Prodrugs of the Phosphoribosylated Forms of Hydroxypyrazine­carboxamide Pseudobase T‑705 and Its De-Fluoro Analogue T‑1105 as Potent Influenza Virus Inhibitors

We here disclose chemical synthesis of ribonucleoside 5′-monophosphate (RMP), -diphosphate (RDP), and -triphosphate (RTP) and cycloSal-, DiPPro-, and TriPPPro nucleotide prodrugs of the antiviral pseudobase T-1105. Moreover, we include one nucleoside diphosphate prodrug of the chemically less stable T-705. We demonstrate efficient T-1105-RDP and -RTP release from the DiPPro and TriPPPro compounds by esterase activation.

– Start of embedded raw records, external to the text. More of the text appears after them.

//! SQL expression types
//!
//! This module defines the expression trees a query is built from:
//! columns, literals, parameters, arithmetic, comparisons, null checks,
//! aggregates, and date/time functions. Expressions are immutable value
//! objects; composite nodes own their children, so trees are built
//! bottom-up and never mutated in place.
//!
//! Every expression knows the relations (tables) it reads from, which is
//! how the FROM clause of a query is derived rather than stated.

use crate::quote_ident;
use crate::types::SqlType;

/// A SQL identifier (table name, column name, etc.)
///
/// Identifiers are always quoted when rendered, so special characters in
/// a name cannot break out of the identifier position.
#[derive(Debug, Clone, PartialEq, Eq, Hash)]
pub struct Ident(pub String);

impl Ident {
    /// Create a new identifier from any string-like type
    #[inline]
    pub fn new(s: impl Into<String>) -> Self {
        Self(s.into())
    }

    /// Get the identifier as a string slice
    #[inline]
    pub fn as_str(&self) -> &str {
        &self.0
    }

    /// The double-quoted form embedded in SQL text
    pub fn quoted(&self) -> String {
        quote_ident(&self.0)
    }
}

impl From<String> for Ident {
    fn from(s: String) -> Self {
        Self(s)
    }
}

impl From<&str> for Ident {
    fn from(s: &str) -> Self {
        Self(s.to_string())
    }
}

/// Reference to a column of a named table.
///
/// The column renders on its own (`"name"`); the table surfaces only
/// through relation collection, which is what populates the FROM clause.
#[derive(Debug, Clone, PartialEq)]
pub struct ColumnRef {
    /// Owning table
    pub table: Ident,
    /// Column name
    pub column: Ident,
}

impl ColumnRef {
    pub fn new(table: impl Into<Ident>, column: impl Into<Ident>) -> Self {
        Self {
            table: table.into(),
            column: column.into(),
        }
    }
}

/// SQL literal values
///
/// Integer literals render as decimal text; string literals never appear
/// in the SQL text and instead bind their value to a placeholder.
#[derive(Debug, Clone, PartialEq)]
pub enum Literal {
    /// Integer literal
    Integer(i64),
    /// String literal, bound at render time
    String(String),
}

/// Binary arithmetic operators
#[derive(Debug, Clone, Copy, PartialEq, Eq)]
pub enum BinaryOperator {
    Add,
    Sub,
    Mul,
    Div,
    Mod,
    Pow,
}

impl BinaryOperator {
    /// Get the SQL representation of this operator
    pub fn as_sql(&self) -> &'static str {
        match self {
            Self::Add => "+",
            Self::Sub => "-",
            Self::Mul => "*",
            Self::Div => "/",
            Self::Mod => "%",
            Self::Pow => "^",
        }
    }
}

/// Comparison operators
#[derive(Debug, Clone, Copy, PartialEq, Eq)]
pub enum ComparisonOperator {
    Eq,
    NotEq,
    Lt,
    LtEq,
    Gt,
    GtEq,
}

impl ComparisonOperator {
    pub fn as_sql(&self) -> &'static str {
        match self {
            Self::Eq => "=",
            Self::NotEq => "<>",
            Self::Lt => "<",
            Self::LtEq => "<=",
            Self::Gt => ">",
            Self::GtEq => ">=",
        }
    }
}

/// Aggregate functions
#[derive(Debug, Clone, Copy, PartialEq, Eq)]
pub enum AggregateFunction {
    Avg,
    Max,
    Min,
    Sum,
}

impl AggregateFunction {
    pub fn as_sql(&self) -> &'static str {
        match self {
            Self::Avg => "AVG",
            Self::Max => "MAX",
            Self::Min => "MIN",
            Self::Sum => "SUM",
        }
    }
}

/// Fields extractable with `date_part`
#[derive(Debug, Clone, Copy, PartialEq, Eq)]
pub enum DateField {
    Century,
    Day,
    Decade,
    DayOfWeek,
    DayOfYear,
    Epoch,
    Hour,
    IsoDayOfWeek,
    IsoYear,
    Microseconds,
    Millennium,
    Milliseconds,
    Minute,
    Month,
    Quarter,
    Second,
    Timezone,
    TimezoneHour,
    TimezoneMinute,
    Week,
    Year,
}

impl DateField {
    /// The keyword embedded in `date_part('<field>', ...)`
    pub fn as_sql(&self) -> &'static str {
        match self {
            Self::Century => "century",
            Self::Day => "day",
            Self::Decade => "decade",
            Self::DayOfWeek => "dow",
            Self::DayOfYear => "doy",
            Self::Epoch => "epoch",
            Self::Hour => "hour",
            Self::IsoDayOfWeek => "isodow",
            Self::IsoYear => "isoyear",
            Self::Microseconds => "microseconds",
            Self::Millennium => "millennium",
            Self::Milliseconds => "milliseconds",
            Self::Minute => "minute",
            Self::Month => "month",
            Self::Quarter => "quarter",
            Self::Second => "second",
            Self::Timezone => "timezone",
            Self::TimezoneHour => "timezone_hour",
            Self::TimezoneMinute => "timezone_minute",
            Self::Week => "week",
            Self::Year => "year",
        }
    }
}

/// Precisions accepted by `date_trunc`
#[derive(Debug, Clone, Copy, PartialEq, Eq)]
pub enum DatePrecision {
    Microseconds,
    Milliseconds,
    Second,
    Minute,
    Hour,
    Day,
    Week,
    Month,
    Quarter,
    Year,
    Decade,
    Century,
    Millennium,
}

impl DatePrecision {
    /// The keyword embedded in `date_trunc('<precision>', ...)`
    pub fn as_sql(&self) -> &'static str {
        match self {
            Self::Microseconds => "microseconds",
            Self::Milliseconds => "milliseconds",
            Self::Second => "second",
            Self::Minute => "minute",
            Self::Hour => "hour",
            Self::Day => "day",
            Self::Week => "week",
            Self::Month => "month",
            Self::Quarter => "quarter",
            Self::Year => "year",
            Self::Decade => "decade",
            Self::Century => "century",
            Self::Millennium => "millennium",
        }
    }
}

/// The main expression enum encompassing all SQL expression types
#[derive(Debug, Clone, PartialEq)]
pub enum Expr {
    /// Column reference, rendered unqualified: `"name"`
    Column(ColumnRef),

    /// All columns of a table: `"users".*`
    AllColumns(Ident),

    /// Literal value
    Literal(Literal),

    /// Free parameter: renders a placeholder, value supplied at bind time
    Param(SqlType),

    /// Binary arithmetic: `(left op right)`
    BinaryOp {
        left: Box<Expr>,
        op: BinaryOperator,
        right: Box<Expr>,
    },

    /// Comparison: `(left op right)`
    Comparison {
        left: Box<Expr>,
        op: ComparisonOperator,
        right: Box<Expr>,
    },

    /// IS NULL / IS NOT NULL
    IsNull { expr: Box<Expr>, negated: bool },

    /// Aggregate function over a single column: `AVG("age")`
    Aggregate {
        function: AggregateFunction,
        column: ColumnRef,
    },

    /// Zero-arity function call: `now()`
    FnCall { name: &'static str },

    /// `date_part('<field>', <expr>)`
    DatePart { field: DateField, expr: Box<Expr> },

    /// `date_trunc('<precision>', <expr>)`
    DateTrunc {
        precision: DatePrecision,
        expr: Box<Expr>,
    },
}

impl Expr {
    // Convenience constructors

    /// Create a column reference
    pub fn column(table: impl Into<Ident>, column: impl Into<Ident>) -> Self {
        Self::Column(ColumnRef::new(table, column))
    }

    /// Create a whole-table wildcard reference (`"table".*`)
    pub fn all_columns(table: impl Into<Ident>) -> Self {
        Self::AllColumns(table.into())
    }

    /// Create an integer literal
    pub fn int(n: i64) -> Self {
        Self::Literal(Literal::Integer(n))
    }

    /// Create a string literal
    ///
    /// The value is never interpolated into SQL text; it binds to a
    /// placeholder when the query renders.
    pub fn string(s: impl Into<String>) -> Self {
        Self::Literal(Literal::String(s.into()))
    }

    /// Create a free parameter with the given cast type
    pub fn param(sql_type: SqlType) -> Self {
        Self::Param(sql_type)
    }

    /// Create a free text parameter (`$N::text`)
    pub fn text_param() -> Self {
        Self::Param(SqlType::text())
    }

    /// Create a binary arithmetic expression
    pub fn binary(left: Expr, op: BinaryOperator, right: Expr) -> Self {
        Self::BinaryOp {
            left: Box::new(left),
            op,
            right: Box::new(right),
        }
    }

    /// Create a comparison expression
    pub fn comparison(left: Expr, op: ComparisonOperator, right: Expr) -> Self {
        Self::Comparison {
            left: Box::new(left),
            op,
            right: Box::new(right),
        }
    }

    /// Create an aggregate call over a table column
    pub fn aggregate(function: AggregateFunction, column: ColumnRef) -> Self {
        Self::Aggregate { function, column }
    }

    /// `AVG("col")`
    pub fn avg(column: ColumnRef) -> Self {
        Self::aggregate(AggregateFunction::Avg, column)
    }

    /// `MAX("col")`
    pub fn max(column: ColumnRef) -> Self {
        Self::aggregate(AggregateFunction::Max, column)
    }

    /// `MIN("col")`
    pub fn min(column: ColumnRef) -> Self {
        Self::aggregate(AggregateFunction::Min, column)
    }

    /// `SUM("col")`
    pub fn sum(column: ColumnRef) -> Self {
        Self::aggregate(AggregateFunction::Sum, column)
    }

    /// The zero-arity `now()` call
    pub fn now() -> Self {
        Self::FnCall { name: "now" }
    }

    /// `date_part('<field>', <expr>)`
    pub fn date_part(field: DateField, expr: Expr) -> Self {
        Self::DatePart {
            field,
            expr: Box::new(expr),
        }
    }

    /// `date_trunc('<precision>', <expr>)`
    pub fn date_trunc(precision: DatePrecision, expr: Expr) -> Self {
        Self::DateTrunc {
            precision,
            expr: Box::new(expr),
        }
    }

    /// The quoted relations this expression reads from, in traversal order.
    ///
    /// Only column and wildcard nodes carry a table identity; literals,
    /// parameters, and zero-arity calls report none.
    pub fn relations(&self) -> Vec<String> {
        let mut out = Vec::new();
        self.collect_relations(&mut out);
        out
    }

    pub(crate) fn collect_relations(&self, out: &mut Vec<String>) {
        match self {
            Self::Column(col) => out.push(col.table.quoted()),
            Self::AllColumns(table) => out.push(table.quoted()),
            Self::Literal(_) | Self::Param(_) | Self::FnCall { .. } => {}
            Self::BinaryOp { left, right, .. } | Self::Comparison { left, right, .. } => {
                left.collect_relations(out);
                right.collect_relations(out);
            }
            Self::IsNull { expr, .. } => expr.collect_relations(out),
            Self::Aggregate { column, .. } => out.push(column.table.quoted()),
            Self::DatePart { expr, .. } | Self::DateTrunc { expr, .. } => {
                expr.collect_relations(out)
            }
        }
    }
}

/// A boolean-valued expression, the only thing a WHERE clause accepts.
///
/// Constructed exclusively from comparisons and null checks, so a WHERE
/// clause cannot hold a non-predicate expression. Converts into [`Expr`]
/// for use anywhere a plain expression is accepted.
#[derive(Debug, Clone, PartialEq)]
pub struct Predicate(Expr);

impl Predicate {
    /// `(a = b)`
    pub fn eq(left: Expr, right: Expr) -> Self {
        Self(Expr::comparison(left, ComparisonOperator::Eq, right))
    }

    /// `(a <> b)`
    pub fn not_eq(left: Expr, right: Expr) -> Self {
        Self(Expr::comparison(left, ComparisonOperator::NotEq, right))
    }

    /// `(a < b)`
    pub fn lt(left: Expr, right: Expr) -> Self {
        Self(Expr::comparison(left, ComparisonOperator::Lt, right))
    }

    /// `(a <= b)`
    pub fn lt_eq(left: Expr, right: Expr) -> Self {
        Self(Expr::comparison(left, ComparisonOperator::LtEq, right))
    }

    /// `(a > b)`
    pub fn gt(left: Expr, right: Expr) -> Self {
        Self(Expr::comparison(left, ComparisonOperator::Gt, right))
    }

    /// `(a >= b)`
    pub fn gt_eq(left: Expr, right: Expr) -> Self {
        Self(Expr::comparison(left, ComparisonOperator::GtEq, right))
    }

    /// `expr IS NULL`
    pub fn is_null(expr: Expr) -> Self {
        Self(Expr::IsNull {
            expr: Box::new(expr),
            negated: false,
        })
    }

    /// `expr IS NOT NULL`
    pub fn is_not_null(expr: Expr) -> Self {
        Self(Expr::IsNull {
            expr: Box::new(expr),
            negated: true,
        })
    }

    /// The underlying expression
    pub fn expr(&self) -> &Expr {
        &self.0
    }
}

impl From<Predicate> for Expr {
    fn from(p: Predicate) -> Self {
        p.0
    }
}

/// ORDER BY direction
#[derive(Debug, Clone, Copy, PartialEq, Eq)]
pub enum OrderDirection {
    Asc,
    Desc,
}

impl OrderDirection {
    pub fn as_sql(&self) -> &'static str {
        match self {
            Self::Asc => "ASC",
            Self::Desc => "DESC",
        }
    }
}

/// An expression paired with its sort direction, owned by ORDER BY
#[derive(Debug, Clone, PartialEq)]
pub struct OrderByExpr {
    pub expr: Expr,
    pub direction: OrderDirection,
}

impl OrderByExpr {
    pub fn asc(expr: Expr) -> Self {
        Self {
            expr,
            direction: OrderDirection::Asc,
        }
    }

    pub fn desc(expr: Expr) -> Self {
        Self {
            expr,
            direction: OrderDirection::Desc,
        }
    }
}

Using crude enzyme extracts, we saw rapid phosphorylation of T-1105-RDP into T-1105-RTP. In sharp contrast, phosphorylation of T-1105-RMP was not seen, indicating a yet unrecognized bottleneck in T-1105’s metabolic activation. Accordingly, DiPPro and TriPPPro compounds displayed improved cell culture activity against influenza A and B virus, which they retained in a mutant cell line incapable of activating the nucleobase parent. T-1105-RTP had a strong inhibitory effect against isolated influenza polymerase, and DiPPro-T-1105-RDP showed 4-fold higher potency in suppressing one-cycle viral RNA synthesis versus T-1105. Hence, our T-1105-RDP and -RTP prodrugs improve antiviral potency and achieve efficient metabolic bypass.